> [About this task]: Every record, from the first line to the last, needs to be given again exactly.
Segment Start: Data
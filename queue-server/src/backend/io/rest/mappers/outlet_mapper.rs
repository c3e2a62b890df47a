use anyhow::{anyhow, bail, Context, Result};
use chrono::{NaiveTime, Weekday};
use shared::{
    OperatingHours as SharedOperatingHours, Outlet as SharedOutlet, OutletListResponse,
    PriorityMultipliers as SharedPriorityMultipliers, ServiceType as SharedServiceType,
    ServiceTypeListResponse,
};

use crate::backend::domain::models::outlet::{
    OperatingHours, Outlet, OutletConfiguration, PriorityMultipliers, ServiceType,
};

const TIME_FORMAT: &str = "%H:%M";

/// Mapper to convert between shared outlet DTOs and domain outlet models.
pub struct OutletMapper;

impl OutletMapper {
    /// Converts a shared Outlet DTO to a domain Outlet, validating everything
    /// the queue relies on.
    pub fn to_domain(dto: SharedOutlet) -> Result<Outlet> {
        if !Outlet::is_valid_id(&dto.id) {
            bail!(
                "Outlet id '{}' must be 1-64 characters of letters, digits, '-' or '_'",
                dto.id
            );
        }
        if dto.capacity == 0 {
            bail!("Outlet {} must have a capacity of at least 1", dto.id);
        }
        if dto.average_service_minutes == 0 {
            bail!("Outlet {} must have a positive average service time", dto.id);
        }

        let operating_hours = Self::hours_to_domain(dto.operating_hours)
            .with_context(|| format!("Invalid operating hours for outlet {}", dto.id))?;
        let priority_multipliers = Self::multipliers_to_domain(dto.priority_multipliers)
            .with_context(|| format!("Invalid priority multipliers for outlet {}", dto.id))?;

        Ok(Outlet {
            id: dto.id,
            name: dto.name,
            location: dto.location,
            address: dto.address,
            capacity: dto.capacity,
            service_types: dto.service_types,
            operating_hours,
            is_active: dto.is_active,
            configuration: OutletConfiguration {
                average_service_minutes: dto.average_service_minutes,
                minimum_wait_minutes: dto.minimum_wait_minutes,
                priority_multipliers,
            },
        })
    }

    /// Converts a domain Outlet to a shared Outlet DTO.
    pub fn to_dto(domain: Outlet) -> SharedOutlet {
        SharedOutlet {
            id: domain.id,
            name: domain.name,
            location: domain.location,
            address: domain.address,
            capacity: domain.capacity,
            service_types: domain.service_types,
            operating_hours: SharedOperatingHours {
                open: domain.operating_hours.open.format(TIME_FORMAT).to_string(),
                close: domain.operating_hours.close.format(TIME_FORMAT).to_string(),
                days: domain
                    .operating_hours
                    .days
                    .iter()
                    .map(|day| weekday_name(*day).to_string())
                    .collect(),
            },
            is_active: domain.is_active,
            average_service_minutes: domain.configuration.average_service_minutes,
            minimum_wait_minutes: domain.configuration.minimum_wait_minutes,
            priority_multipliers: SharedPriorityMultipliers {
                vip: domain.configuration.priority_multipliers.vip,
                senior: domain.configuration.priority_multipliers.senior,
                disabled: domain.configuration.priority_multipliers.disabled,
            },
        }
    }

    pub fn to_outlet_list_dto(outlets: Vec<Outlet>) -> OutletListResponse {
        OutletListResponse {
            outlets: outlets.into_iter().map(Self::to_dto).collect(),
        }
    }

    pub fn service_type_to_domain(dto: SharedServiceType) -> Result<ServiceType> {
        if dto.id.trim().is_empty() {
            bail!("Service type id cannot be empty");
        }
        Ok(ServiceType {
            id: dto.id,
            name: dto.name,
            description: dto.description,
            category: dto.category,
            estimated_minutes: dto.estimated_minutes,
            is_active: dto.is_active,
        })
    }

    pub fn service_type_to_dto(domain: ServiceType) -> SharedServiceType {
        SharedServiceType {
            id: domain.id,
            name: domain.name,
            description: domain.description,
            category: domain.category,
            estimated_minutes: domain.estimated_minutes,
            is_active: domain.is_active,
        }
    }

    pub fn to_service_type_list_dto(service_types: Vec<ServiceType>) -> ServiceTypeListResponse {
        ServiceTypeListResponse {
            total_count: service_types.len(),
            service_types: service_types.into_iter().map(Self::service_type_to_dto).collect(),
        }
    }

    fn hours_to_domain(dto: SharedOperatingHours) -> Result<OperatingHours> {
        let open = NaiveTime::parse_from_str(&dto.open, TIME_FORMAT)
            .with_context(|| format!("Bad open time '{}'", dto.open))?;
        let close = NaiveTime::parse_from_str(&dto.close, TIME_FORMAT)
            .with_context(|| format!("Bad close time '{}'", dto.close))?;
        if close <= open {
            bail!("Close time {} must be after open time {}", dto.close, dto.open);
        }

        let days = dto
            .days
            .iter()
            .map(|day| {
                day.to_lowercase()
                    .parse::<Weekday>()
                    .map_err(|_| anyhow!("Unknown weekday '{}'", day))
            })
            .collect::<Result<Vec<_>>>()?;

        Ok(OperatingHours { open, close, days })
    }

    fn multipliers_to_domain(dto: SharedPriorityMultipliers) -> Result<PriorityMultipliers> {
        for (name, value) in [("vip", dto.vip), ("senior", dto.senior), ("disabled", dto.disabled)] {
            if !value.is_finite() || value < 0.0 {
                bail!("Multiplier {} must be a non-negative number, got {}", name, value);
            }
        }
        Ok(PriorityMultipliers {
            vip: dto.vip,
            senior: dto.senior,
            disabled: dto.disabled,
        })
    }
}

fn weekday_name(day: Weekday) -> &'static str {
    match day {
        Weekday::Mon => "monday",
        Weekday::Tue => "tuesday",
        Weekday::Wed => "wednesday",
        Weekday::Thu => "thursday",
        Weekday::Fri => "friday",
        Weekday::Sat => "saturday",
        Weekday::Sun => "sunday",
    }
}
Segment End: Data
> [Answer for this exercise]:
filename queue-server/src/backend/io/rest/mappers/outlet_mapper.rs
repository c3e2a62b890df47a
use anyhow::{anyhow, bail, Context, Result};
use chrono::{NaiveTime, Weekday};
use shared::{
    OperatingHours as SharedOperatingHours, Outlet as SharedOutlet, OutletListResponse,
    PriorityMultipliers as SharedPriorityMultipliers, ServiceType as SharedServiceType,
    ServiceTypeListResponse,
};

use crate::backend::domain::models::outlet::{
    OperatingHours, Outlet, OutletConfiguration, PriorityMultipliers, ServiceType,
};

const TIME_FORMAT: &str = "%H:%M";

/// Mapper to convert between shared outlet DTOs and domain outlet models.
pub struct OutletMapper;

impl OutletMapper {
    /// Converts a shared Outlet DTO to a domain Outlet, validating everything
    /// the queue relies on.
    pub fn to_domain(dto: SharedOutlet) -> Result<Outlet> {
        if !Outlet::is_valid_id(&dto.id) {
            bail!(
                "Outlet id '{}' must be 1-64 characters of letters, digits, '-' or '_'",
                dto.id
            );
        }
        if dto.capacity == 0 {
            bail!("Outlet {} must have a capacity of at least 1", dto.id);
        }
        if dto.average_service_minutes == 0 {
            bail!("Outlet {} must have a positive average service time", dto.id);
        }

        let operating_hours = Self::hours_to_domain(dto.operating_hours)
            .with_context(|| format!("Invalid operating hours for outlet {}", dto.id))?;
        let priority_multipliers = Self::multipliers_to_domain(dto.priority_multipliers)
            .with_context(|| format!("Invalid priority multipliers for outlet {}", dto.id))?;

        Ok(Outlet {
            id: dto.id,
            name: dto.name,
            location: dto.location,
            address: dto.address,
            capacity: dto.capacity,
            service_types: dto.service_types,
            operating_hours,
            is_active: dto.is_active,
            configuration: OutletConfiguration {
                average_service_minutes: dto.average_service_minutes,
                minimum_wait_minutes: dto.minimum_wait_minutes,
                priority_multipliers,
            },
        })
    }

    /// Converts a domain Outlet to a shared Outlet DTO.
    pub fn to_dto(domain: Outlet) -> SharedOutlet {
        SharedOutlet {
            id: domain.id,
            name: domain.name,
            location: domain.location,
            address: domain.address,
            capacity: domain.capacity,
            service_types: domain.service_types,
            operating_hours: SharedOperatingHours {
                open: domain.operating_hours.open.format(TIME_FORMAT).to_string(),
                close: domain.operating_hours.close.format(TIME_FORMAT).to_string(),
                days: domain
                    .operating_hours
                    .days
                    .iter()
                    .map(|day| weekday_name(*day).to_string())
                    .collect(),
            },
            is_active: domain.is_active,
            average_service_minutes: domain.configuration.average_service_minutes,
            minimum_wait_minutes: domain.configuration.minimum_wait_minutes,
            priority_multipliers: SharedPriorityMultipliers {
                vip: domain.configuration.priority_multipliers.vip,
                senior: domain.configuration.priority_multipliers.senior,
                disabled: domain.configuration.priority_multipliers.disabled,
            },
        }
    }

    pub fn to_outlet_list_dto(outlets: Vec<Outlet>) -> OutletListResponse {
        OutletListResponse {
            outlets: outlets.into_iter().map(Self::to_dto).collect(),
        }
    }

    pub fn service_type_to_domain(dto: SharedServiceType) -> Result<ServiceType> {
        if dto.id.trim().is_empty() {
            bail!("Service type id cannot be empty");
        }
        Ok(ServiceType {
            id: dto.id,
            name: dto.name,
            description: dto.description,
            category: dto.category,
            estimated_minutes: dto.estimated_minutes,
            is_active: dto.is_active,
        })
    }

    pub fn service_type_to_dto(domain: ServiceType) -> SharedServiceType {
        SharedServiceType {
            id: domain.id,
            name: domain.name,
            description: domain.description,
            category: domain.category,
            estimated_minutes: domain.estimated_minutes,
            is_active: domain.is_active,
        }
    }

    pub fn to_service_type_list_dto(service_types: Vec<ServiceType>) -> ServiceTypeListResponse {
        ServiceTypeListResponse {
            total_count: service_types.len(),
            service_types: service_types.into_iter().map(Self::service_type_to_dto).collect(),
        }
    }

    fn hours_to_domain(dto: SharedOperatingHours) -> Result<OperatingHours> {
        let open = NaiveTime::parse_from_str(&dto.open, TIME_FORMAT)
            .with_context(|| format!("Bad open time '{}'", dto.open))?;
        let close = NaiveTime::parse_from_str(&dto.close, TIME_FORMAT)
            .with_context(|| format!("Bad close time '{}'", dto.close))?;
        if close <= open {
            bail!("Close time {} must be after open time {}", dto.close, dto.open);
        }

        let days = dto
            .days
            .iter()
            .map(|day| {
                day.to_lowercase()
                    .parse::<Weekday>()
                    .map_err(|_| anyhow!("Unknown weekday '{}'", day))
            })
            .collect::<Result<Vec<_>>>()?;

        Ok(OperatingHours { open, close, days })
    }

    fn multipliers_to_domain(dto: SharedPriorityMultipliers) -> Result<PriorityMultipliers> {
        for (name, value) in [("vip", dto.vip), ("senior", dto.senior), ("disabled", dto.disabled)] {
            if !value.is_finite() || value < 0.0 {
                bail!("Multiplier {} must be a non-negative number, got {}", name, value);
            }
        }
        Ok(PriorityMultipliers {
            vip: dto.vip,
            senior: dto.senior,
            disabled: dto.disabled,
        })
    }
}

fn weekday_name(day: Weekday) -> &'static str {
    match day {
        Weekday::Mon => "monday",
        Weekday::Tue => "tuesday",
        Weekday::Wed => "wednesday",
        Weekday::Thu => "thursday",
        Weekday::Fri => "friday",
        Weekday::Sat => "saturday",
        Weekday::Sun => "sunday",
    }
}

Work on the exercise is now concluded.